All lines from the first one in the listing below to the one holding "columns of both", inclusive, are to be copied exactly.

============

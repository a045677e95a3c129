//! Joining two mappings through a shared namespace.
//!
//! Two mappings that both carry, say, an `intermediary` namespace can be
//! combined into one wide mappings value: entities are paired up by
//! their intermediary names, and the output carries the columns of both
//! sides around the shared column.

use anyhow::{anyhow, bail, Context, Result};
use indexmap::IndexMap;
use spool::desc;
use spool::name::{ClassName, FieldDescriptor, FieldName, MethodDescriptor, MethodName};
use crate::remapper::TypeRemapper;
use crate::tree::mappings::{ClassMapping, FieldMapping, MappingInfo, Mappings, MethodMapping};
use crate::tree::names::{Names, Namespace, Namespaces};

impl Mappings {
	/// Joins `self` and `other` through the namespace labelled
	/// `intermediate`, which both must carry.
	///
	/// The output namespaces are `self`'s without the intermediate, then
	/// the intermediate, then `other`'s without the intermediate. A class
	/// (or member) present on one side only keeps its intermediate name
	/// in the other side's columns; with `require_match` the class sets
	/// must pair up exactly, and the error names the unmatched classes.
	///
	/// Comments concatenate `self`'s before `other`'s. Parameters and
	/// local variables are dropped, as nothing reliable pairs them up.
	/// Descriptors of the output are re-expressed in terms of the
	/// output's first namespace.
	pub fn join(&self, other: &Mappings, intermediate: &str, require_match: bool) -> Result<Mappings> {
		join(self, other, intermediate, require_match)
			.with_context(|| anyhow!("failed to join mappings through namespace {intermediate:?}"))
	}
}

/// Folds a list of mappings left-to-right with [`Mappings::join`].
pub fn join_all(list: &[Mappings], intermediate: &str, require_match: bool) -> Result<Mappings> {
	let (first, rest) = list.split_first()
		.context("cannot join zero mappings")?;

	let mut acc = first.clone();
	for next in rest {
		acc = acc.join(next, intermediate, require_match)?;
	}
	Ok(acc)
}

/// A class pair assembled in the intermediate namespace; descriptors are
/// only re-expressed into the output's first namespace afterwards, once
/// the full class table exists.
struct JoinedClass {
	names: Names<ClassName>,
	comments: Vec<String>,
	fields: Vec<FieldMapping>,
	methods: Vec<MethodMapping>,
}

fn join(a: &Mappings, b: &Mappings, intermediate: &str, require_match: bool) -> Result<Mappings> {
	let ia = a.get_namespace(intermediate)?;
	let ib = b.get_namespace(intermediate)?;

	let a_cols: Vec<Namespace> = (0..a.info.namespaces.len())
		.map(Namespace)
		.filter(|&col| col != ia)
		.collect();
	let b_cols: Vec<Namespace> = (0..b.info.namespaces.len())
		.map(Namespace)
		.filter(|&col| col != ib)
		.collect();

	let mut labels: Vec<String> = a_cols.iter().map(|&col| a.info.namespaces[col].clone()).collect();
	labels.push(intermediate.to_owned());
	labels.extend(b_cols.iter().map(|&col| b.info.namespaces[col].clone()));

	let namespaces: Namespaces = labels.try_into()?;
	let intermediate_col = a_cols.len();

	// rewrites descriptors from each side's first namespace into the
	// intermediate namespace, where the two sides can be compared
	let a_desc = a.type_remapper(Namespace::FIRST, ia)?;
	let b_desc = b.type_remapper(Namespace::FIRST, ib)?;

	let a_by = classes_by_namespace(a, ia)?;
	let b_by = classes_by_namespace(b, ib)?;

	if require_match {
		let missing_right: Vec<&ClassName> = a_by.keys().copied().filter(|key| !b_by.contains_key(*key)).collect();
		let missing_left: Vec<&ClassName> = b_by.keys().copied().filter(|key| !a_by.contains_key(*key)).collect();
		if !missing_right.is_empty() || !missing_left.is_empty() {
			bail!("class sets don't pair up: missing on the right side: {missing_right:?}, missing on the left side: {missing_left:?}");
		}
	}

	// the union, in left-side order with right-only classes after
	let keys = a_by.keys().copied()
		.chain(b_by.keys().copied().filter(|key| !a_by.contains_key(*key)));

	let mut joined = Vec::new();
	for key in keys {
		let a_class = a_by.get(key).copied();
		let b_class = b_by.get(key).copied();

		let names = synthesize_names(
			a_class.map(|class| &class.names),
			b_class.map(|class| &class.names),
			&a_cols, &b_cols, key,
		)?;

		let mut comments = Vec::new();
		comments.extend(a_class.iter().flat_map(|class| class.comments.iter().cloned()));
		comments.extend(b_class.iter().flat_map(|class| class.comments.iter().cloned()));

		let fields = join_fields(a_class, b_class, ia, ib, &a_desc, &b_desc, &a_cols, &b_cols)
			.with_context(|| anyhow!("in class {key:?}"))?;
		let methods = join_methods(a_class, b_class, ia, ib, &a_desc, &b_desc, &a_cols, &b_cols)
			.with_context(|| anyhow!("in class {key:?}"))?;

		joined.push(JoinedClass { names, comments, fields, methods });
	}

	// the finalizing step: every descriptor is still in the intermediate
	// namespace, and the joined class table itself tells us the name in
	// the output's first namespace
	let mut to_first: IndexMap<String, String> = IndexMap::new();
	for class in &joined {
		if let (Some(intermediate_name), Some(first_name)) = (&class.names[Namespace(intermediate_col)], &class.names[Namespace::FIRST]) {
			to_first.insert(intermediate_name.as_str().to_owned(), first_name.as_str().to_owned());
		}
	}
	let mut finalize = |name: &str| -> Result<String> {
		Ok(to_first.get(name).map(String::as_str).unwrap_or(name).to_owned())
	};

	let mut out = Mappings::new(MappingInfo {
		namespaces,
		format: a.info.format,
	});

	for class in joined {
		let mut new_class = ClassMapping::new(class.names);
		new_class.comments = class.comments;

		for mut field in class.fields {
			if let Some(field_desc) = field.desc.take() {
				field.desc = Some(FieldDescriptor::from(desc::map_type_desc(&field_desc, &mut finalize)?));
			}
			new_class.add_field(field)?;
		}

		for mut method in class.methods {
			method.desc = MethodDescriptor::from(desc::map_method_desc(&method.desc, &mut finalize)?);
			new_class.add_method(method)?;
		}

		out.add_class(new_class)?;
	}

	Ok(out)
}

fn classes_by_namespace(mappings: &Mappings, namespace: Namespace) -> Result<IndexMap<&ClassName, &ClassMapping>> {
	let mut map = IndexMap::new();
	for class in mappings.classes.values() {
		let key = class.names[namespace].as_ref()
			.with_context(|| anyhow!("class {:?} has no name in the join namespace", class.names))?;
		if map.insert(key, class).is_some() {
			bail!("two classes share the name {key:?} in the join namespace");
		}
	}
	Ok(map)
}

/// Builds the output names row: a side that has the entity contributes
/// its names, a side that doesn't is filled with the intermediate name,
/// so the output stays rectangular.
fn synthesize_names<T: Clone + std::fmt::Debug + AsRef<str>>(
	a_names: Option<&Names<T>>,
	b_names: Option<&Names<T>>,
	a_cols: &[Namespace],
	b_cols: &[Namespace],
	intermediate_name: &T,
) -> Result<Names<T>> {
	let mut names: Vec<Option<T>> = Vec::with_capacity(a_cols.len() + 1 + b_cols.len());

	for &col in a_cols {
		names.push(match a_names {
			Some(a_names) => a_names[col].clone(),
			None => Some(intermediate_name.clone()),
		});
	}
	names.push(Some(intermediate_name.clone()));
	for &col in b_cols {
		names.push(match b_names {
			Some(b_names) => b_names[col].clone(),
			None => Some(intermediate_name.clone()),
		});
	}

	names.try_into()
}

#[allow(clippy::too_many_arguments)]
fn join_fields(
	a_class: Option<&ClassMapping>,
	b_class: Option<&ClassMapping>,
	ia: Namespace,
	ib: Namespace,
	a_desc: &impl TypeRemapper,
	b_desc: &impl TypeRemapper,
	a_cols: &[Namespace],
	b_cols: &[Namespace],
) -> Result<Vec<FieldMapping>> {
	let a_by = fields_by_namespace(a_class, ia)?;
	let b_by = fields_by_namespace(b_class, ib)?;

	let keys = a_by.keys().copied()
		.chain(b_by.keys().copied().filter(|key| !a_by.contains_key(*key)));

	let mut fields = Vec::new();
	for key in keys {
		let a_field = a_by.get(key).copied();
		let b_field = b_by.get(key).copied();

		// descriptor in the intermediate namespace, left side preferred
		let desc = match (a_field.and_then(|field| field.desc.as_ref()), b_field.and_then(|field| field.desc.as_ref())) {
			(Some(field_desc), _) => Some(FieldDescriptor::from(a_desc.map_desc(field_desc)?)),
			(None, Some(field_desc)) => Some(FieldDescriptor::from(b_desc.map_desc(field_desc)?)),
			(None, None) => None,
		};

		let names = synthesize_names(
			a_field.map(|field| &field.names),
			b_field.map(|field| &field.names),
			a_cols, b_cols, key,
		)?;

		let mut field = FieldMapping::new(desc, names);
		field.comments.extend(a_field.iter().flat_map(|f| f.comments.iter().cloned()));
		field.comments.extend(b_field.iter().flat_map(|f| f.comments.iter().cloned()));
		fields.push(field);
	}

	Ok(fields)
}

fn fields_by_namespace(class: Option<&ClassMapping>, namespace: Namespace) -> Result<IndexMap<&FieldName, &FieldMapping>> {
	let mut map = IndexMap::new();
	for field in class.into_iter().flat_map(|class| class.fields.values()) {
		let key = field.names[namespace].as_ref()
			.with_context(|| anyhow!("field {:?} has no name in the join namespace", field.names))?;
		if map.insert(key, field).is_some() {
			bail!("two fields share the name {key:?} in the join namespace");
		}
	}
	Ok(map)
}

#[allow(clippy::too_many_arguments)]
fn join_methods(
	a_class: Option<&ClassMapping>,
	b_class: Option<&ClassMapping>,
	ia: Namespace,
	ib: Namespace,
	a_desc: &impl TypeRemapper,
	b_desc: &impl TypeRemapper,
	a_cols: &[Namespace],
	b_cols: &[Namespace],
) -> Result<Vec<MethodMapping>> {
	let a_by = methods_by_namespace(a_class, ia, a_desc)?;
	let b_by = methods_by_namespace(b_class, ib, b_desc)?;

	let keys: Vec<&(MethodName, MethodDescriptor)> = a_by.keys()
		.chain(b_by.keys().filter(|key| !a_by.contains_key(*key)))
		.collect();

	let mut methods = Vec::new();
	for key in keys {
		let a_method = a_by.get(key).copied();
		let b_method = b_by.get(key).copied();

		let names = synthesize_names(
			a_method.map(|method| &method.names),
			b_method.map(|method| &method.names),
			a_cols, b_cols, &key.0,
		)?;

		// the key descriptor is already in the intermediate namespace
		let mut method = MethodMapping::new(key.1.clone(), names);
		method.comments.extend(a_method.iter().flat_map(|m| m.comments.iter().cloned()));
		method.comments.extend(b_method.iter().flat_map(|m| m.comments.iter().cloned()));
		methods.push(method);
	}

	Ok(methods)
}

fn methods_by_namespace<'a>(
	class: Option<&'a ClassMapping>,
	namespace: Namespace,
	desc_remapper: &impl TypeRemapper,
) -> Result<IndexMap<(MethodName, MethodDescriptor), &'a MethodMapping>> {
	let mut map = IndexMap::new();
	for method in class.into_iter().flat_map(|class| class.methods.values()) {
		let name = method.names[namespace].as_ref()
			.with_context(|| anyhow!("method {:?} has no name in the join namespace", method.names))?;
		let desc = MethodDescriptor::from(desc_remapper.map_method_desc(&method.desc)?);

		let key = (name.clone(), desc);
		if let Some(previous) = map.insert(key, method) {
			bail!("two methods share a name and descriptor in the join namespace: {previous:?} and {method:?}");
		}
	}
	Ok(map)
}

============

> [Solved exercise]:
repository a045677e95a3c129
//! Joining two mappings through a shared namespace.
//!
//! Two mappings that both carry, say, an `intermediary` namespace can be
//! combined into one wide mappings value: entities are paired up by
//! their intermediary names, and the output carries the columns of both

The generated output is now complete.